An ex-hedge fund trader has described Wall Street’s hedonistic culture of booze, drugs and prostitutes in the early noughties, in an explosive new book.
Turney Duff, who cut his teeth at The Galleon Group before its founder, Raj Rajaratnam, was put away for insider trading, recounts days spent trading millions of dollars of other people’s money with his ‘head throbbing, tequila oozing from his pores and his crumpled Prada suit reeking of cigarettes’ after another wild night of excess.
‘As the opening bell rings, every muscle in my body clenches,’ he writes in his tell all memoir ‘The Buy Side: A Wall Street Trader’s Tale of Spectacular Excess’ of one of the many days-after-the-night-before in summer 2002, at Argus Partners. The book is being exclusively previewed by The New York Post.
‘I sit upright and try to focus on the eight computer screens in front of me. There are 25 orders on my desk, each from five to 10 million dollars and involving some sort of investment decision. My head throbs.’
He makes it, miraculously, to the closing bell. Forty-five minutes later, he’s back at the East Side Manhattan apartment he and his pals nickname ‘The White House’ because it is never in short supply of cocaine.
Right now, he explains, there’s an ounce of it piled in the microwave and another few thousand dollars’ worth sitting on a plate in the kitchen.
The ‘Wall Street crack house’ that’s home to his friends Randy and James, two sell side traders, is similarly scattered with Grey Goose vodka, ice, cups and straws for snorting the drug.
‘Everything is provided and paid for, compliments of the sell side … They like to please their clients,’ he writes in the excerpt in The Post.
Then the door bell rings.
‘Tonight they were kind enough to order in: Chinese and Mexican escorts.’
He describes how he watched as two American Express black cards fly through the air, landing right on top of the ‘blow’ and James proceeds to use them to chop the cocaine as a dozen men roll up their shirtsleeves, ready to get stuck in.
Meanwhile, Duff writes, ‘a large-breasted firecracker’ named Adelina drags a suggestive finger across his chest.
By 8 p.m., most of the guys have packed up and gone back to their wives, girlfriends and children, the book reads, according to The Post.
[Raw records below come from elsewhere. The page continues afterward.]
//! Embedding provider abstraction and implementations.
//!
//! Defines the [`EmbeddingProvider`] trait and concrete implementations:
//! - **[`DisabledProvider`]** — returns errors; used when embeddings are not configured.
//! - **[`OpenAIProvider`]** — calls the OpenAI embeddings API with retry and backoff.
//! - **[`OllamaProvider`]** — calls a local Ollama instance's `/api/embed` endpoint.
//!
//! # Retry Strategy
//!
//! Transient errors retry with exponential backoff:
//! - HTTP 429 (rate limited) and 5xx (server error) → retry
//! - HTTP 4xx (client error, not 429) → fail immediately
//! - Network errors → retry
//! - Backoff: 1s, 2s, 4s, 8s, 16s, 32s (capped at 2^5)

use anyhow::{bail, Result};
use std::time::Duration;

use crate::config::EmbeddingConfig;

/// Trait for embedding providers.
///
/// The actual embedding computation is performed by [`embed_texts`]
/// (kept as a free function due to async trait limitations).
pub trait EmbeddingProvider: Send + Sync {
    /// Returns the model identifier (e.g. `"text-embedding-3-small"`).
    fn model_name(&self) -> &str;
    /// Returns the embedding vector dimensionality (e.g. `1536`).
    fn dims(&self) -> usize;
}

/// Embed a batch of texts using the configured provider.
///
/// Returns one vector per input text, in input order. Every returned
/// vector is checked against the configured dimensionality; a provider
/// responding with the wrong width is an error, not silently accepted.
///
/// # Errors
///
/// - `"disabled"` provider: always returns an error.
/// - `"openai"` provider: missing API key, non-retryable API error, or
///   exhausted retries.
pub async fn embed_texts(
    _provider: &dyn EmbeddingProvider,
    config: &EmbeddingConfig,
    texts: &[String],
) -> Result<Vec<Vec<f32>>> {
    let vectors = match config.provider.as_str() {
        "openai" => embed_openai(config, texts).await?,
        "ollama" => embed_ollama(config, texts).await?,
        "disabled" => bail!("Embedding provider is disabled"),
        other => bail!("Unknown embedding provider: {}", other),
    };

    if vectors.len() != texts.len() {
        bail!(
            "Embedding response count mismatch: sent {}, got {}",
            texts.len(),
            vectors.len()
        );
    }
    for vec in &vectors {
        if config.dims != 0 && vec.len() != config.dims {
            bail!(
                "Embedding dimensionality mismatch: expected {}, got {}",
                config.dims,
                vec.len()
            );
        }
    }

    Ok(vectors)
}

/// Embed a single text. Convenience wrapper around [`embed_texts`] used by
/// the ingest pipeline (one document per call) and semantic search.
pub async fn embed_query(
    provider: &dyn EmbeddingProvider,
    config: &EmbeddingConfig,
    text: &str,
) -> Result<Vec<f32>> {
    let results = embed_texts(provider, config, &[text.to_string()]).await?;
    results
        .into_iter()
        .next()
        .ok_or_else(|| anyhow::anyhow!("Empty embedding response"))
}

// ============ Disabled Provider ============

/// A no-op embedding provider that always returns errors.
pub struct DisabledProvider;

impl EmbeddingProvider for DisabledProvider {
    fn model_name(&self) -> &str {
        "disabled"
    }
    fn dims(&self) -> usize {
        0
    }
}

// ============ OpenAI Provider ============

/// Embedding provider using the OpenAI API.
///
/// Calls the `POST /v1/embeddings` endpoint with the configured model.
/// Requires the `OPENAI_API_KEY` environment variable to be set.
pub struct OpenAIProvider {
    model: String,
    dims: usize,
}

impl OpenAIProvider {
    pub fn new(config: &EmbeddingConfig) -> Result<Self> {
        if std::env::var("OPENAI_API_KEY").is_err() {
            bail!("OPENAI_API_KEY environment variable not set");
        }

        Ok(Self {
            model: config.model_name().to_string(),
            dims: config.dims,
        })
    }
}

impl EmbeddingProvider for OpenAIProvider {
    fn model_name(&self) -> &str {
        &self.model
    }
    fn dims(&self) -> usize {
        self.dims
    }
}

async fn embed_openai(config: &EmbeddingConfig, texts: &[String]) -> Result<Vec<Vec<f32>>> {
    let api_key =
        std::env::var("OPENAI_API_KEY").map_err(|_| anyhow::anyhow!("OPENAI_API_KEY not set"))?;

    let client = reqwest::Client::builder()
        .timeout(Duration::from_secs(config.timeout_secs))
        .build()?;

    let body = serde_json::json!({
        "model": config.model_name(),
        "input": texts,
    });

    let mut last_err = None;

    for attempt in 0..=config.max_retries {
        if attempt > 0 {
            // Exponential backoff: 1s, 2s, 4s, 8s, ...
            let delay = Duration::from_secs(1 << (attempt - 1).min(5));
            tokio::time::sleep(delay).await;
        }

        let resp = client
            .post("https://api.openai.com/v1/embeddings")
            .header("Authorization", format!("Bearer {}", api_key))
            .header("Content-Type", "application/json")
            .json(&body)
            .send()
            .await;

        match resp {
            Ok(response) => {
                let status = response.status();

                if status.is_success() {
                    let json: serde_json::Value = response.json().await?;
                    return parse_openai_response(&json);
                }

                // Rate limited or server error — retry
                if status.as_u16() == 429 || status.is_server_error() {
                    let body_text = response.text().await.unwrap_or_default();
                    last_err = Some(anyhow::anyhow!(
                        "OpenAI API error {}: {}",
                        status,
                        body_text
                    ));
                    continue;
                }

                // Client error (not 429) — don't retry
                let body_text = response.text().await.unwrap_or_default();
                bail!("OpenAI API error {}: {}", status, body_text);
            }
            Err(e) => {
                last_err = Some(e.into());
                continue;
            }
        }
    }

    Err(last_err.unwrap_or_else(|| anyhow::anyhow!("Embedding failed after retries")))
}

fn parse_openai_response(json: &serde_json::Value) -> Result<Vec<Vec<f32>>> {
    let data = json
        .get("data")
        .and_then(|d| d.as_array())
        .ok_or_else(|| anyhow::anyhow!("Invalid OpenAI response: missing data array"))?;

    let mut embeddings = Vec::with_capacity(data.len());

    for item in data {
        let embedding = item
            .get("embedding")
            .and_then(|e| e.as_array())
            .ok_or_else(|| anyhow::anyhow!("Invalid OpenAI response: missing embedding"))?;

        let vec: Vec<f32> = embedding
            .iter()
            .map(|v| v.as_f64().unwrap_or(0.0) as f32)
            .collect();

        embeddings.push(vec);
    }

    Ok(embeddings)
}

// ============ Ollama Provider ============

/// Embedding provider using a local Ollama instance.
///
/// Calls `POST /api/embed` on the configured URL (default:
/// `http://localhost:11434`). Requires an embedding model pulled locally.
pub struct OllamaProvider {
    model: String,
    dims: usize,
}

impl OllamaProvider {
    pub fn new(config: &EmbeddingConfig) -> Result<Self> {
        let model = config
            .model
            .clone()
            .ok_or_else(|| anyhow::anyhow!("embedding.model required for Ollama provider"))?;

        Ok(Self {
            model,
            dims: config.dims,
        })
    }
}

impl EmbeddingProvider for OllamaProvider {
    fn model_name(&self) -> &str {
        &self.model
    }
    fn dims(&self) -> usize {
        self.dims
    }
}

async fn embed_ollama(config: &EmbeddingConfig, texts: &[String]) -> Result<Vec<Vec<f32>>> {
    let model = config
        .model
        .as_ref()
        .ok_or_else(|| anyhow::anyhow!("embedding.model required"))?;

    let url = config.url.as_deref().unwrap_or("http://localhost:11434");

    let client = reqwest::Client::builder()
        .timeout(Duration::from_secs(config.timeout_secs))
        .build()?;

    let body = serde_json::json!({
        "model": model,
        "input": texts,
    });

    let mut last_err = None;

    for attempt in 0..=config.max_retries {
        if attempt > 0 {
            let delay = Duration::from_secs(1 << (attempt - 1).min(5));
            tokio::time::sleep(delay).await;
        }

        let resp = client
            .post(format!("{}/api/embed", url))
            .header("Content-Type", "application/json")
            .json(&body)
            .send()
            .await;

        match resp {
            Ok(response) => {
                let status = response.status();

                if status.is_success() {
                    let json: serde_json::Value = response.json().await?;
                    return parse_ollama_response(&json);
                }

                if status.as_u16() == 429 || status.is_server_error() {
                    let body_text = response.text().await.unwrap_or_default();
                    last_err = Some(anyhow::anyhow!(
                        "Ollama API error {}: {}",
                        status,
                        body_text
                    ));
                    continue;
                }

                let body_text = response.text().await.unwrap_or_default();
                bail!("Ollama API error {}: {}", status, body_text);
            }
            Err(e) => {
                last_err = Some(anyhow::anyhow!(
                    "Ollama connection error (is Ollama running at {}?): {}",
                    url,
                    e
                ));
                continue;
            }
        }
    }

    Err(last_err.unwrap_or_else(|| anyhow::anyhow!("Ollama embedding failed after retries")))
}

fn parse_ollama_response(json: &serde_json::Value) -> Result<Vec<Vec<f32>>> {
    let embeddings = json
        .get("embeddings")
        .and_then(|e| e.as_array())
        .ok_or_else(|| anyhow::anyhow!("Invalid Ollama response: missing embeddings array"))?;

    let mut result = Vec::with_capacity(embeddings.len());

    for embedding in embeddings {
        let vec: Vec<f32> = embedding
            .as_array()
            .ok_or_else(|| anyhow::anyhow!("Invalid Ollama response: embedding is not an array"))?
            .iter()
            .map(|v| v.as_f64().unwrap_or(0.0) as f32)
            .collect();
        result.push(vec);
    }

    Ok(result)
}

/// Create the appropriate [`EmbeddingProvider`] based on configuration.
pub fn create_provider(config: &EmbeddingConfig) -> Result<Box<dyn EmbeddingProvider>> {
    match config.provider.as_str() {
        "disabled" => Ok(Box::new(DisabledProvider)),
        "openai" => Ok(Box::new(OpenAIProvider::new(config)?)),
        "ollama" => Ok(Box::new(OllamaProvider::new(config)?)),
        other => bail!("Unknown embedding provider: {}", other),
    }
}

/// Build the canonical string that gets embedded for one filing.
pub fn embedding_input(titel: &str, inhalt: &str) -> String {
    format!("Titel: {}\n\n{}", titel, inhalt)
}

#[cfg(test)]
mod tests {
    use super::*;

    #[test]
    fn test_embedding_input_shape() {
        let input = embedding_input("Radwege ausbauen", "Die BVV möge beschließen…");
        assert!(input.starts_with("Titel: Radwege ausbauen\n\n"));
        assert!(input.ends_with("Die BVV möge beschließen…"));
    }

    #[test]
    fn test_parse_openai_response() {
        let json = serde_json::json!({
            "data": [
                { "embedding": [0.1, 0.2, 0.3] },
                { "embedding": [0.4, 0.5, 0.6] }
            ]
        });
        let vecs = parse_openai_response(&json).unwrap();
        assert_eq!(vecs.len(), 2);
        assert_eq!(vecs[0].len(), 3);
        assert!((vecs[1][0] - 0.4).abs() < 1e-6);
    }

    #[test]
    fn test_parse_openai_response_missing_data() {
        let json = serde_json::json!({ "error": "nope" });
        assert!(parse_openai_response(&json).is_err());
    }

    #[test]
    fn test_parse_ollama_response() {
        let json = serde_json::json!({ "embeddings": [[1.0, 2.0]] });
        let vecs = parse_ollama_response(&json).unwrap();
        assert_eq!(vecs, vec![vec![1.0f32, 2.0]]);
    }

    #[test]
    fn test_disabled_provider() {
        let provider = DisabledProvider;
        assert_eq!(provider.model_name(), "disabled");
        assert_eq!(provider.dims(), 0);
    }

    #[tokio::test]
    async fn test_disabled_embed_fails() {
        let config = EmbeddingConfig {
            provider: "disabled".to_string(),
            ..EmbeddingConfig::default()
        };
        let provider = DisabledProvider;
        let result = embed_query(&provider, &config, "text").await;
        assert!(result.is_err());
    }
}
The single lads head out – but not before they each dump a spoonful of blow in a doggy bag.
The W Hotel’s Wetbar was a regular hang out, and he describes picking up college girls at the ‘dark and sexy’ establishment, answering, smugly, when they ask his profession: ‘I work on Wall Street,’ as he pours them champagne.
He allows these girls to leave after delivering hours of arrogant narrative, but Duff describes how ‘if (he) liked them less’ he would have tricked them into going home with him.
‘I still live on 67th and Broadway,’ he writes in the pages published by The Post. ‘Sometimes I ask girls if they want to go to an underground club called Club 67. When the taxi pulls up to my building, they start to get suspicious.
‘But my doorman is in on the ruse, and when I ask him if the club is open he’ll say: “Yes, go on up.”‘
Tonight, however, he opts for Barbara, a hooker in her forties he likes to frequent near Lexington Avenue. Wearing a black-lace nightie, the escort, who has ‘a bird’s nest of wrinkles’ on either side of her eyes, unchains the lock and lets him in.
‘Her apartment is lined with Christmas lights year round, and there’s a mattress with no box spring in the far corner just outside of her bathroom,’ he explains. The couch, television and coffee table remind him of the ones he shared with seven roommates in college.
‘I’m tired and feel dirty,’ Duff writes. ‘Barbara asks if I’d like to take a shower with her. The hot water pelts my body. We take turns washing each other, and laugh as we do. Best 20 minutes I’ve had all day.’
In the book, which hits shelves on June 4, Duff thanks a rehabilitation center as well as Sara Blakely, founder of successful underwear company Spanx, and her husband Jesse Jaymes, suggesting he is now sober after his years of excess but still has friends in high places.
In excerpts of the book on Amazon, Duff describes another evening of debauchery – this time his 34th birthday party in October 2003.
He writes that he and his ‘inner circle’ all fashionably dressed swan into the Canal Room in Manhattan’s Tribeca neighborhood, as he arrogantly tells the smiling owner, Marcus: ‘They’re with me.’
‘Marcus is smiling for good reason. He calls me the Pied Piper – King of the Night. And soon my following, the royalty of young Wall Street, will fill his club,’ Duff explains.
‘One friend, Brian, gives me 10 ecstasy pills. I have no intention of taking them – well,maybe just one or two. I shove them into my pocket to use as party favors later,’ he writes.
By 9:30 p.m. the night spot is throbbing and people are dancing to the music with drinks held high.
‘It seems all of Wall Street is here, at least all of Wall Street that matters,’ he recounts. ‘They’re a tribe doing a triumphant war dance. I know this room will earn hundreds of millions of dollars combined in annual income this coming year – what the Street likes to call ‘f***-you money.’